Si la victime résistait, s’opposait, ne réagissait pas comme prévu, alors apparaissaient les menaces, la violence physique et, lorsque la victime était une femme, la violence sexuelle — jusqu’au viol… ou au meurtre. Une fois de plus, Servaz se demanda si c’était cela que Célia avait subi. Devait-il creuser plus avant ou était-il en train de perdre son temps ? Elle n’était pas mariée mais elle avait peut-être un petit ami, un compagnon au moment des faits. Avait-il été interrogé ? Il n’y avait quasiment aucune information dans le dossier que lui avait confié Desgranges. L’affaire avait été classée très vite.

Il poursuivit sa lecture.

Selon ces textes, la violence psychologique était profondément égalitaire, elle transcendait les classes sociales. Les tyrans domestiques et professionnels couraient les rues, cachés derrière des masques sociaux inoffensifs. Dans le milieu du travail, il existait un délit de harcèlement moral, mais les agents de contrôle de l’inspection du travail obligeaient la victime à en faire la preuve par des témoignages, des attestations avant de débuter la moindre enquête. Ce qui laissait le champ libre aux manipulations perverses les plus subtiles, les plus insidieuses : celles au cours desquelles la cible se voyait abaissée, infériorisée, soumise à des attaques verbales et psychologiques incessantes, dégradantes, à des humiliations en présence de tiers et à des ordres contradictoires sur de longues périodes. De telles attaques n’étaient pas mortelles (sauf lorsque la victime finissait par mettre fin à ses jours sur son lieu de travail), mais l’individu qui rentrait chez lui abîmé, humilié, épuisé y perdait à jamais son amour-propre et sa sève vitale ; quant à l’entourage professionnel, il se tenait la plupart du temps à l’écart, par lâcheté ou par égoïsme — quand il ne rentrait pas tout simplement dans le jeu du manipulateur, stigmatisant à son tour l’incompétence, la mauvaise humeur et la mauvaise volonté évidentes de la victime.

Dans le domaine familial, la violence psychologique adoptait souvent le masque de l’éducation. Une psychologue et philosophe suisse avait parlé de pédagogie noire, ayant pour objectif de briser la volonté de l’enfant. La Convention internationale des droits de l’enfant assimilait à de la maltraitance psychologique la violence verbale, les comportements sadiques et dégradants, le rejet affectif, les exigences excessives, les consignes contradictoires ou impossibles… Au sein du couple enfin, le harceleur connaissait parfaitement sa victime, ses faiblesses, ses failles : cela lui donnait un avantage considérable. La violence psychologique consistait alors à humilier, à rabaisser, à faire naître un sentiment de honte et à faire perdre toute confiance en soi. « Qu’est-ce que tu deviendrais sans moi ? » On terrorisait la partenaire par des agressions indirectes : sur les animaux ou sur les enfants ; on l’isolait de ses anciens amis, de ses parents ; on sapait méthodiquement ses défenses par une suite continue de petites attaques, jusqu’à lui faire perdre tout esprit critique, jusqu’à ce qu’elle soit plongée dans un état de confusion mentale, privée de repères, incapable de distinguer le normal de l’anormal. Jusqu’à ce qu’elle tolère l’intolérable… On la maintenait dans un climat de tension et d’angoisse permanent : la victime ne savait jamais d’où la prochaine attaque allait survenir, ni quand. On gardait un visage double : souriant, affable, sympathique à l’extérieur ; instable, redoutable et méprisant dans le secret du foyer — si bien que c’était elle qui finissait par paraître caractérielle et asociale aux yeux des autres, quand, un beau jour, elle finissait par réagir mal au mauvais moment.

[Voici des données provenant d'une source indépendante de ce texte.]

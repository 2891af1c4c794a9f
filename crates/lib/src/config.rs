//! Configuration types and loading.
//!
//! Config is loaded from a JSON file (e.g. `~/.roust/config.json`) and environment.
//! The agent roster can be inline (`agents`) or an external file (`rosterPath`,
//! an array of `{id, displayName, role, url, token}` objects).

use anyhow::{Context, Result};
use serde::{Deserialize, Serialize};
use std::path::{Path, PathBuf};

/// Top-level application config.
#[derive(Debug, Clone, Default, Serialize, Deserialize)]
#[serde(rename_all = "camelCase")]
pub struct Config {
    /// Board HTTP + push endpoints.
    #[serde(default)]
    pub board: BoardConfig,

    /// Inline agent roster. Wins over `rosterPath` when non-empty.
    #[serde(default)]
    pub agents: Vec<AgentEndpoint>,

    /// Path to an external roster file (array of agent endpoint objects).
    /// Relative paths are resolved against the config file's parent.
    #[serde(default)]
    pub roster_path: Option<PathBuf>,

    /// Wake delivery settings.
    #[serde(default)]
    pub wake: WakeConfig,

    /// Relevance observer settings.
    #[serde(default)]
    pub observer: ObserverConfig,
}

/// One agent's private gateway endpoint, loaded once at startup.
#[derive(Debug, Clone, Serialize, Deserialize)]
#[serde(rename_all = "camelCase")]
pub struct AgentEndpoint {
    pub id: String,
    /// Human-readable name shown to the judge (falls back to id when empty).
    #[serde(default)]
    pub display_name: String,
    /// Role description (e.g. "developer", "qa").
    #[serde(default)]
    pub role: String,
    /// WebSocket URL of the agent's gateway.
    pub url: String,
    /// Shared secret used until the gateway issues a device token.
    #[serde(default)]
    pub token: String,
}

impl AgentEndpoint {
    /// Display name with id fallback.
    pub fn name(&self) -> &str {
        if self.display_name.is_empty() {
            &self.id
        } else {
            &self.display_name
        }
    }
}

/// Board base URL and push endpoint.
#[derive(Debug, Clone, Serialize, Deserialize)]
#[serde(rename_all = "camelCase")]
pub struct BoardConfig {
    /// HTTP base URL (default "http://meeting-board:8080").
    #[serde(default = "default_board_url")]
    pub url: String,

    /// Push WebSocket URL. When absent, derived from `url` ("http" -> "ws", plus "/ws").
    #[serde(default)]
    pub ws_url: Option<String>,
}

fn default_board_url() -> String {
    "http://meeting-board:8080".to_string()
}

impl Default for BoardConfig {
    fn default() -> Self {
        Self {
            url: default_board_url(),
            ws_url: None,
        }
    }
}

/// Wake delivery settings.
#[derive(Debug, Clone, Serialize, Deserialize)]
#[serde(rename_all = "camelCase")]
pub struct WakeConfig {
    /// Minimum ms between successive wakes to the same agent (default 30000).
    #[serde(default = "default_debounce_ms")]
    pub debounce_ms: u64,
}

fn default_debounce_ms() -> u64 {
    30_000
}

impl Default for WakeConfig {
    fn default() -> Self {
        Self {
            debounce_ms: default_debounce_ms(),
        }
    }
}

/// Relevance observer (content triage) settings.
#[derive(Debug, Clone, Serialize, Deserialize)]
#[serde(rename_all = "camelCase")]
pub struct ObserverConfig {
    /// Master switch (default true). The observer is also skipped when no API key resolves.
    #[serde(default = "default_observer_enabled")]
    pub enabled: bool,

    /// Judgment service model id. Default is the judge client's built-in.
    pub model: Option<String>,

    /// Judgment service base URL override.
    pub base_url: Option<String>,

    /// API key. Overridden by ROUST_JUDGE_API_KEY env when set.
    pub api_key: Option<String>,

    /// Max output tokens for the judgment call (default 256).
    #[serde(default = "default_observer_max_tokens")]
    pub max_tokens: u32,

    /// Judgment call timeout in ms (default 10000).
    #[serde(default = "default_observer_timeout_ms")]
    pub timeout_ms: u64,
}

fn default_observer_enabled() -> bool {
    true
}

fn default_observer_max_tokens() -> u32 {
    256
}

fn default_observer_timeout_ms() -> u64 {
    10_000
}

impl Default for ObserverConfig {
    fn default() -> Self {
        Self {
            enabled: default_observer_enabled(),
            model: None,
            base_url: None,
            api_key: None,
            max_tokens: default_observer_max_tokens(),
            timeout_ms: default_observer_timeout_ms(),
        }
    }
}

/// Resolve the board HTTP base URL: env ROUST_BOARD_URL overrides config.
pub fn resolve_board_url(config: &Config) -> String {
    env_nonempty("ROUST_BOARD_URL")
        .unwrap_or_else(|| config.board.url.trim_end_matches('/').to_string())
}

/// Resolve the board push WebSocket URL: env ROUST_BOARD_WS_URL, then config,
/// then derived from the HTTP base URL.
pub fn resolve_board_ws_url(config: &Config) -> String {
    env_nonempty("ROUST_BOARD_WS_URL")
        .or_else(|| {
            config
                .board
                .ws_url
                .as_ref()
                .map(|s| s.trim().to_string())
                .filter(|s| !s.is_empty())
        })
        .unwrap_or_else(|| {
            let base = resolve_board_url(config);
            let ws = if let Some(rest) = base.strip_prefix("https://") {
                format!("wss://{}", rest)
            } else if let Some(rest) = base.strip_prefix("http://") {
                format!("ws://{}", rest)
            } else {
                base
            };
            format!("{}/ws", ws.trim_end_matches('/'))
        })
}

/// Resolve the judgment service API key: env ROUST_JUDGE_API_KEY overrides config.
pub fn resolve_judge_api_key(config: &Config) -> Option<String> {
    env_nonempty("ROUST_JUDGE_API_KEY").or_else(|| {
        config
            .observer
            .api_key
            .as_ref()
            .map(|s| s.trim().to_string())
            .filter(|s| !s.is_empty())
    })
}

fn env_nonempty(key: &str) -> Option<String> {
    std::env::var(key).ok().and_then(|s| {
        let t = s.trim();
        if t.is_empty() {
            None
        } else {
            Some(t.to_string())
        }
    })
}

/// Resolve config path from env or default (~/.roust/config.json).
pub fn default_config_path() -> PathBuf {
    std::env::var("ROUST_CONFIG_PATH")
        .map(PathBuf::from)
        .unwrap_or_else(|_| {
            dirs::home_dir()
                .map(|h| h.join(".roust").join("config.json"))
                .unwrap_or_else(|| PathBuf::from("config.json"))
        })
}

/// State directory for persisted identity and tokens (config dir's `identity` subdirectory).
pub fn identity_dir(config_path: &Path) -> PathBuf {
    config_path
        .parent()
        .filter(|p| !p.as_os_str().is_empty())
        .unwrap_or_else(|| Path::new("."))
        .join("identity")
}

/// Load config from the default path (or ROUST_CONFIG_PATH). Missing file => default config.
/// Returns the config and the path that was used (for resolving the config directory).
pub fn load_config(path: Option<PathBuf>) -> Result<(Config, PathBuf)> {
    let path = path.unwrap_or_else(default_config_path);
    let config = if !path.exists() {
        log::debug!("config file not found, using defaults: {}", path.display());
        Config::default()
    } else {
        let s = std::fs::read_to_string(&path)
            .with_context(|| format!("reading config from {}", path.display()))?;
        serde_json::from_str(&s)
            .with_context(|| format!("parsing config from {}", path.display()))?
    };
    Ok((config, path))
}

/// Resolve the agent roster: inline `agents` when non-empty, otherwise the
/// `rosterPath` file. Missing roster => empty (the router runs but wakes nobody).
pub fn load_roster(config: &Config, config_path: &Path) -> Result<Vec<AgentEndpoint>> {
    if !config.agents.is_empty() {
        return Ok(config.agents.clone());
    }
    let Some(ref roster) = config.roster_path else {
        return Ok(Vec::new());
    };
    let path = if roster.is_absolute() {
        roster.clone()
    } else {
        config_path
            .parent()
            .filter(|p| !p.as_os_str().is_empty())
            .unwrap_or_else(|| Path::new("."))
            .join(roster)
    };
    let s = std::fs::read_to_string(&path)
        .with_context(|| format!("reading roster from {}", path.display()))?;
    let agents: Vec<AgentEndpoint> = serde_json::from_str(&s)
        .with_context(|| format!("parsing roster from {}", path.display()))?;
    Ok(agents)
}

#[cfg(test)]
mod tests {
    use super::*;

    #[test]
    fn defaults() {
        let c = Config::default();
        assert_eq!(c.board.url, "http://meeting-board:8080");
        assert_eq!(c.wake.debounce_ms, 30_000);
        assert!(c.observer.enabled);
        assert_eq!(c.observer.max_tokens, 256);
    }

    #[test]
    fn ws_url_derived_from_http_base() {
        let c = Config::default();
        assert_eq!(resolve_board_ws_url(&c), "ws://meeting-board:8080/ws");
    }

    #[test]
    fn ws_url_config_override() {
        let mut c = Config::default();
        c.board.ws_url = Some("ws://elsewhere:9090/push".to_string());
        assert_eq!(resolve_board_ws_url(&c), "ws://elsewhere:9090/push");
    }

    #[test]
    fn roster_inline_wins() {
        let mut c = Config::default();
        c.agents.push(AgentEndpoint {
            id: "dev".to_string(),
            display_name: String::new(),
            role: "developer".to_string(),
            url: "ws://dev:1".to_string(),
            token: "t".to_string(),
        });
        c.roster_path = Some(PathBuf::from("/nonexistent/roster.json"));
        let roster = load_roster(&c, Path::new("/tmp/config.json")).unwrap();
        assert_eq!(roster.len(), 1);
        assert_eq!(roster[0].name(), "dev");
    }
}
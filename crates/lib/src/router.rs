//! Runtime wiring: load identity and roster, connect the gateways, watch the
//! board, and feed each broadcast through the dispatch pipeline.

use crate::board::{spawn_watcher, BoardClient, ChannelDirectory};
use crate::config::{
    self, identity_dir, load_roster, resolve_board_url, resolve_board_ws_url,
    resolve_judge_api_key, Config,
};
use crate::context::ContextCache;
use crate::debounce::WakeDebounce;
use crate::device::DeviceIdentity;
use crate::dispatch::{MentionDispatcher, RelevanceObserver};
use crate::gateway::{ConnectionManager, WakeSink};
use crate::llm::JudgeClient;
use crate::tokens::DeviceTokenStore;
use anyhow::Result;
use std::path::Path;
use std::sync::Arc;
use std::time::Duration;
use tokio::sync::mpsc;

const BROADCAST_QUEUE: usize = 64;

/// Run the router until ctrl-c.
pub async fn run_router(config: Config, config_path: &Path) -> Result<()> {
    let state_dir = identity_dir(config_path);
    let identity = Arc::new(DeviceIdentity::load_or_generate(
        &state_dir.join("device.json"),
    )?);
    log::info!("device identity {}", identity.device_id);
    let tokens = Arc::new(DeviceTokenStore::load(state_dir.join("device-tokens.json")).await);

    let roster = load_roster(&config, config_path)?;
    if roster.is_empty() {
        log::warn!("no agents configured, nothing will ever be woken");
    }

    let debounce = Arc::new(WakeDebounce::new(Duration::from_millis(
        config.wake.debounce_ms,
    )));
    let manager = Arc::new(ConnectionManager::new(
        roster.clone(),
        identity,
        tokens,
        debounce.clone(),
    ));
    manager.connect_all().await;
    let sink: Arc<dyn WakeSink> = manager;

    let board = BoardClient::new(&resolve_board_url(&config));
    let directory = Arc::new(ChannelDirectory::default());
    let cache = Arc::new(ContextCache::default());

    let (tx, mut rx) = mpsc::channel(BROADCAST_QUEUE);
    let watcher = spawn_watcher(
        board.clone(),
        resolve_board_ws_url(&config),
        directory.clone(),
        tx,
    );

    let mentions = MentionDispatcher::new(
        roster.clone(),
        sink.clone(),
        board.clone(),
        cache.clone(),
        directory.clone(),
    );
    let observer = build_observer(&config, roster, sink, board, cache, directory, debounce);

    loop {
        tokio::select! {
            event = rx.recv() => {
                let Some(event) = event else {
                    // Watcher exits only when this receiver drops, so a
                    // closed channel here means its task died.
                    anyhow::bail!("board watcher stopped unexpectedly");
                };
                let woken = mentions.dispatch(&event).await;
                if let Some(observer) = &observer {
                    observer.observe(&event, &woken).await;
                }
            }
            _ = tokio::signal::ctrl_c() => {
                log::info!("shutting down");
                watcher.abort();
                return Ok(());
            }
        }
    }
}

/// The observer runs only when enabled and an API key resolves.
fn build_observer(
    config: &Config,
    roster: Vec<config::AgentEndpoint>,
    sink: Arc<dyn WakeSink>,
    board: BoardClient,
    cache: Arc<ContextCache>,
    directory: Arc<ChannelDirectory>,
    debounce: Arc<WakeDebounce>,
) -> Option<RelevanceObserver> {
    if !config.observer.enabled {
        log::info!("relevance observer disabled by config");
        return None;
    }
    let Some(api_key) = resolve_judge_api_key(config) else {
        log::info!("no judge API key configured, relevance observer disabled");
        return None;
    };
    let judge = JudgeClient::new(
        config.observer.base_url.clone(),
        api_key,
        config.observer.model.clone(),
        config.observer.max_tokens,
        Duration::from_millis(config.observer.timeout_ms),
    );
    log::info!("relevance observer enabled (model {})", judge.model());
    Some(RelevanceObserver::new(
        roster,
        Arc::new(judge),
        sink,
        board,
        cache,
        directory,
        debounce,
    ))
}
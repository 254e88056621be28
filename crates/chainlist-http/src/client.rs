//! HTTP document fetcher backed by `reqwest`.
//!
//! Exactly one GET per `fetch` call. No retries, no backoff: any failure is
//! reported to the registry builder, which switches to the fallback.

use async_trait::async_trait;
use std::time::Duration;

use chainlist_core::{DocumentFetcher, RegistryConfig, SourceError};

/// Fetches the remote chain list document over HTTP(S).
#[derive(Debug, Clone)]
pub struct HttpFetcher {
    url: String,
    http: reqwest::Client,
    timeout: Duration,
}

impl HttpFetcher {
    /// Create a fetcher for `url` with an overall request timeout.
    ///
    /// An unparseable URL or an HTTP client that cannot be built is reported
    /// as a fetch failure, so callers can fall back like for any other
    /// remote error.
    pub fn new(url: impl Into<String>, timeout: Duration) -> Result<Self, SourceError> {
        let url = url.into();
        if let Err(e) = reqwest::Url::parse(&url) {
            return Err(SourceError::Http {
                reason: format!("invalid source URL: {e}"),
                url,
            });
        }

        let http = match reqwest::Client::builder()
            .timeout(timeout)
            .user_agent(concat!("chainlist/", env!("CARGO_PKG_VERSION")))
            .build()
        {
            Ok(http) => http,
            Err(e) => {
                return Err(SourceError::Http {
                    reason: format!("failed to build HTTP client: {e}"),
                    url,
                })
            }
        };

        Ok(Self { url, http, timeout })
    }

    pub fn from_config(config: &RegistryConfig) -> Result<Self, SourceError> {
        Self::new(config.source_url.clone(), config.timeout())
    }

    /// Timeout in whole milliseconds, saturating at `u64::MAX`.
    fn timeout_ms(&self) -> u64 {
        u64::try_from(self.timeout.as_millis()).unwrap_or(u64::MAX)
    }

    fn classify(&self, e: reqwest::Error) -> SourceError {
        if e.is_timeout() {
            SourceError::Timeout {
                url: self.url.clone(),
                ms: self.timeout_ms(),
            }
        } else {
            SourceError::Http {
                url: self.url.clone(),
                reason: e.to_string(),
            }
        }
    }
}

#[async_trait]
impl DocumentFetcher for HttpFetcher {
    async fn fetch(&self) -> Result<String, SourceError> {
        let resp = self
            .http
            .get(&self.url)
            .send()
            .await
            .map_err(|e| self.classify(e))?;

        let status = resp.status();
        tracing::debug!(url = %self.url, status = status.as_u16(), "chain list response");
        if status != reqwest::StatusCode::OK {
            return Err(SourceError::Status {
                url: self.url.clone(),
                status: status.as_u16(),
            });
        }

        resp.text().await.map_err(|e| self.classify(e))
    }

    fn location(&self) -> &str {
        &self.url
    }
}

Avec le développement d’Internet, les stalkers — un anglicisme pour désigner les harceleurs névrotiques — pouvaient désormais débusquer leurs cibles hors du cadre familial ou de l’entreprise. Le Web avait démocratisé cette activité-là aussi : on ne s’en prenait plus seulement à des personnalités en vue, comme Madonna ou Jodie Foster ; tout le monde pouvait devenir la cible de tout le monde… Les ados ne s’en privaient pas sur les réseaux sociaux. Servaz pensa à Élise, qui avait été la victime de son mari pendant des années. Peut-être devrait-il lui parler du cas de Célia ? Qui sait si elle saurait reconnaître des signes familiers dans le peu dont il disposait ?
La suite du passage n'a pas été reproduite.